Tentang ketaatan ibadah, tentang kebijaksanaan, tentang kerendahan
hati, tentang keikhlasan tidak dilandaskan atas tingginya jenjang pendidikan
yang ditempuh, tidak pula dilandaskan penghormatan orang lain atas diri kita.
Mpo Ecih sebagai paradoks yang diam-diam saya kagumi, dan saya jadikan panutan.
Mpo Ecih benar-benar mengamalkan ilmunya.

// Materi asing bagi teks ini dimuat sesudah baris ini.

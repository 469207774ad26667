//! Records shared between the report parser, the annotation engine and the
//! on-disk method store.
//!
//! Field names on the wire follow the JSON written by the structural parser
//! (`method_name`, `star_line`, `number_of_PC`, ...). Fields this crate does
//! not know about are carried through untouched.

use std::collections::HashMap;
use std::fmt;

use serde::{Deserialize, Serialize};
use serde_json::{Map, Value};

/// Classification token attached to one rendered source line.
#[derive(Debug, Clone, PartialEq, Eq, Hash, Serialize, Deserialize)]
#[serde(from = "String", into = "String")]
pub enum LineStatus {
    /// `fc`
    FullyCovered,
    /// `pc`
    PartiallyCovered,
    /// `nc`
    NotCovered,
    /// No marker on the line (blank, comment, declaration...).
    None,
    /// Any other token the report uses, kept verbatim.
    Other(String),
}

impl LineStatus {
    pub fn as_str(&self) -> &str {
        match self {
            LineStatus::FullyCovered => "fc",
            LineStatus::PartiallyCovered => "pc",
            LineStatus::NotCovered => "nc",
            LineStatus::None => "none",
            LineStatus::Other(token) => token,
        }
    }

    /// Classify a line anchor from its `class` attribute, kept whole.
    ///
    /// JaCoCo appends a branch marker to lines with branches
    /// (`class="pc bpc"`), so those become `Other("pc bpc")` and fall outside
    /// both aggregates. Whether branch lines should count as `pc`/`nc` is an
    /// open question; consumers currently see the full attribute.
    pub fn from_class(class: Option<&str>) -> Self {
        match class.map(str::trim) {
            Some(attr) if !attr.is_empty() => LineStatus::from(attr.to_string()),
            _ => LineStatus::None,
        }
    }
}

impl From<String> for LineStatus {
    fn from(token: String) -> Self {
        match token.as_str() {
            "fc" => LineStatus::FullyCovered,
            "pc" => LineStatus::PartiallyCovered,
            "nc" => LineStatus::NotCovered,
            "none" | "" => LineStatus::None,
            _ => LineStatus::Other(token),
        }
    }
}

impl From<LineStatus> for String {
    fn from(status: LineStatus) -> Self {
        status.as_str().to_string()
    }
}

impl fmt::Display for LineStatus {
    fn fmt(&self, f: &mut fmt::Formatter<'_>) -> fmt::Result {
        f.pad(self.as_str())
    }
}

/// Rendered text and status of a single source line.
#[derive(Debug, Clone, PartialEq, Eq, Serialize, Deserialize)]
pub struct LineCoverage {
    #[serde(rename = "line")]
    pub text: String,
    pub status: LineStatus,
}

impl LineCoverage {
    /// The value used for lines the report has no anchor for.
    pub fn unmarked() -> Self {
        Self {
            text: String::new(),
            status: LineStatus::None,
        }
    }
}

/// One method as emitted by the structural parser, plus the coverage this
/// crate attaches to it.
#[derive(Debug, Clone, PartialEq, Serialize, Deserialize)]
pub struct MethodRecord {
    pub method_name: String,
    #[serde(rename = "star_line", alias = "start_line")]
    pub start_line: u32,
    pub end_line: u32,
    #[serde(default, skip_serializing_if = "Option::is_none")]
    coverage_lines: Option<Vec<LineCoverage>>,
    #[serde(
        rename = "number_of_PC",
        default,
        skip_serializing_if = "Option::is_none"
    )]
    partially_covered_count: Option<usize>,
    #[serde(
        rename = "number_of_NC",
        default,
        skip_serializing_if = "Option::is_none"
    )]
    not_covered_count: Option<usize>,
    #[serde(flatten)]
    pub extra: Map<String, Value>,
}

impl MethodRecord {
    pub fn new(method_name: impl Into<String>, start_line: u32, end_line: u32) -> Self {
        Self {
            method_name: method_name.into(),
            start_line,
            end_line,
            coverage_lines: None,
            partially_covered_count: None,
            not_covered_count: None,
            extra: Map::new(),
        }
    }

    /// Number of source lines spanned, 0 for an inverted range.
    #[must_use]
    pub fn line_span(&self) -> usize {
        if self.end_line < self.start_line {
            0
        } else {
            (self.end_line - self.start_line) as usize + 1
        }
    }

    pub fn coverage_lines(&self) -> Option<&[LineCoverage]> {
        self.coverage_lines.as_deref()
    }

    pub fn partially_covered_count(&self) -> Option<usize> {
        self.partially_covered_count
    }

    pub fn not_covered_count(&self) -> Option<usize> {
        self.not_covered_count
    }

    /// Replace the coverage lines and recompute both aggregates from them.
    ///
    /// `number_of_PC` counts `nc` lines and `number_of_NC` counts `pc` lines.
    /// The labels read as swapped. Consumers of the stored JSON depend on
    /// this exact mapping, so confirm with them before changing it.
    pub fn apply_coverage(&mut self, lines: Vec<LineCoverage>) {
        self.partially_covered_count = Some(count_status(&lines, &LineStatus::NotCovered));
        self.not_covered_count = Some(count_status(&lines, &LineStatus::PartiallyCovered));
        self.coverage_lines = Some(lines);
    }
}

fn count_status(lines: &[LineCoverage], status: &LineStatus) -> usize {
    lines.iter().filter(|l| &l.status == status).count()
}

/// Everything the structural parser stored for one source file.
#[derive(Debug, Clone, Default, PartialEq, Serialize, Deserialize)]
pub struct MethodRecordCollection {
    #[serde(default, skip_serializing_if = "Option::is_none")]
    pub methods: Option<Vec<MethodRecord>>,
    #[serde(flatten)]
    pub extra: Map<String, Value>,
}

impl MethodRecordCollection {
    pub fn new(methods: Vec<MethodRecord>) -> Self {
        Self {
            methods: Some(methods),
            extra: Map::new(),
        }
    }

    /// Methods, or an empty slice when the field is missing.
    pub fn methods(&self) -> &[MethodRecord] {
        self.methods.as_deref().unwrap_or_default()
    }
}

/// Line-addressable view over one parsed coverage report.
#[derive(Debug, Clone, Default)]
pub struct CoverageReport {
    lines: HashMap<u32, LineCoverage>,
}

impl CoverageReport {
    pub fn new() -> Self {
        Self::default()
    }

    pub(crate) fn insert(&mut self, line_number: u32, line: LineCoverage) {
        self.lines.insert(line_number, line);
    }

    /// Text and status for a 1-based line number. Lines without an anchor
    /// come back as empty text with status `none`.
    #[must_use]
    pub fn line_at(&self, line_number: u32) -> LineCoverage {
        self.lines
            .get(&line_number)
            .cloned()
            .unwrap_or_else(LineCoverage::unmarked)
    }

    /// Number of anchored lines found in the report.
    #[must_use]
    pub fn anchored_lines(&self) -> usize {
        self.lines.len()
    }
}
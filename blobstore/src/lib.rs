mod blob;
mod configuration;
mod errors;
mod hashing_reader;

pub mod blobstore;
pub mod composition;
pub mod fixtures;
pub mod metrics;

pub use blob::{
    is_temporary, Blob, BlobContent, BlobHeaders, BlobId, BlobMetrics, BlobReader,
    BLOB_NAME_HEADER, CONTENT_TYPE_HEADER, CREATED_BY_HEADER, TEMPORARY_BLOB_HEADER,
};
pub use configuration::{
    BlobStoreConfiguration, GroupConfiguration, GROUP_FILL_POLICY_KEY, GROUP_MEMBERS_KEY,
    GROUP_SECTION,
};
pub use errors::Error;
pub use hashing_reader::B3HashingReader;

// rstest_reuse's #[apply] expects the crate in scope at the crate root.
#[cfg(test)]
#[allow(clippy::single_component_path_imports)]
use rstest_reuse;
//! Per-operation counters of a blob store.
//!
//! Stores accumulate counters with an [OperationMetricsTracker] and hand out
//! the delta since the previous call. Groups merge the deltas of their
//! members with [aggregate].

use std::collections::BTreeMap;
use std::ops::AddAssign;
use std::time::Duration;

use parking_lot::Mutex;
use serde::Serialize;

#[derive(Clone, Copy, Debug, PartialEq, Eq, Hash, PartialOrd, Ord, Serialize)]
#[serde(rename_all = "snake_case")]
pub enum OperationType {
    Download,
    Upload,
}

impl OperationType {
    pub const ALL: [OperationType; 2] = [OperationType::Download, OperationType::Upload];
}

#[derive(Clone, Copy, Debug, Default, PartialEq, Eq, Serialize)]
pub struct OperationMetrics {
    pub successful_requests: u64,
    pub error_requests: u64,
    pub time_on_requests: Duration,
    /// Bytes transferred by the successful requests.
    pub blob_size: u64,
}

impl AddAssign<&OperationMetrics> for OperationMetrics {
    fn add_assign(&mut self, rhs: &OperationMetrics) {
        self.successful_requests += rhs.successful_requests;
        self.error_requests += rhs.error_requests;
        self.time_on_requests += rhs.time_on_requests;
        self.blob_size += rhs.blob_size;
    }
}

pub type OperationMetricsDelta = BTreeMap<OperationType, OperationMetrics>;

/// Accumulates operation counters until they're taken as a delta.
#[derive(Debug, Default)]
pub struct OperationMetricsTracker {
    pending: Mutex<OperationMetricsDelta>,
}

impl OperationMetricsTracker {
    pub fn record_success(&self, op: OperationType, blob_size: u64, elapsed: Duration) {
        let mut pending = self.pending.lock();
        let m = pending.entry(op).or_default();
        m.successful_requests += 1;
        m.blob_size += blob_size;
        m.time_on_requests += elapsed;
    }

    pub fn record_error(&self, op: OperationType, elapsed: Duration) {
        let mut pending = self.pending.lock();
        let m = pending.entry(op).or_default();
        m.error_requests += 1;
        m.time_on_requests += elapsed;
    }

    /// Returns everything recorded since the last call and resets the
    /// counters. Every [OperationType] is present, zeroed if idle.
    pub fn take_delta(&self) -> OperationMetricsDelta {
        let mut taken = std::mem::take(&mut *self.pending.lock());
        for op in OperationType::ALL {
            taken.entry(op).or_default();
        }
        taken
    }
}

/// Merges deltas by summing the counters of the same operation type.
pub fn aggregate(deltas: impl IntoIterator<Item = OperationMetricsDelta>) -> OperationMetricsDelta {
    let mut merged = OperationMetricsDelta::new();
    for delta in deltas {
        for (op, metrics) in delta.iter() {
            *merged.entry(*op).or_default() += metrics;
        }
    }
    merged
}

Hampir saya lupa, tadi malam saya sungut-sungutan sendiri, kesal
dengan gilanya penegakkan hukum di negeri ini dan pemerintahnya. Bu Tijah kalau
nggak salah, istri dari Almarhum pak Salim Kancil mengeluarkan pernyataan yang
mulia. Bu Tijah menyampaikan bahwa anak-anak dari pelaku pembunuhan suaminya
tetap harus sekolah, sekolah itu penting, yang salah ayah mereka, mereka masih
anak-anak nggak tahu apa-apa. Keikhlasan bu Tijah ini sekali lagi menjadi
pelajaran berharga bagi saya. Bijaksana sekali bu Tijah, karena saya bayangkan
jika itu saya, saya akan marah ke anak cucu si pelaku mungkin. Terlebih kesadisan
pelaku pembunuhan dan penegak hukum serta pemerintah yang nggak kalah sadis,
setidaknya kalau saya pasti akan mencari pelampiasan. Tapi, bu Tijah
mengajarkan saya hal yang luar biasa. Satu hal lagi, kalau hutang beras yang
bayarnya beras nggak bisa singkong, orang butuhnya beras. Begitu juga nyawa. Satu
kalimat pernyataan bu Tijah yang menuntut keadilan, sederhana...namun sulit
sekali penegak hukum yang katanya sekolah tinggi-tinggi itu untuk mengerti hal
ini. Mereka hanya tahu namun nggak ngerti sama sekali. Iblis pun kalah sadis dengan mereka.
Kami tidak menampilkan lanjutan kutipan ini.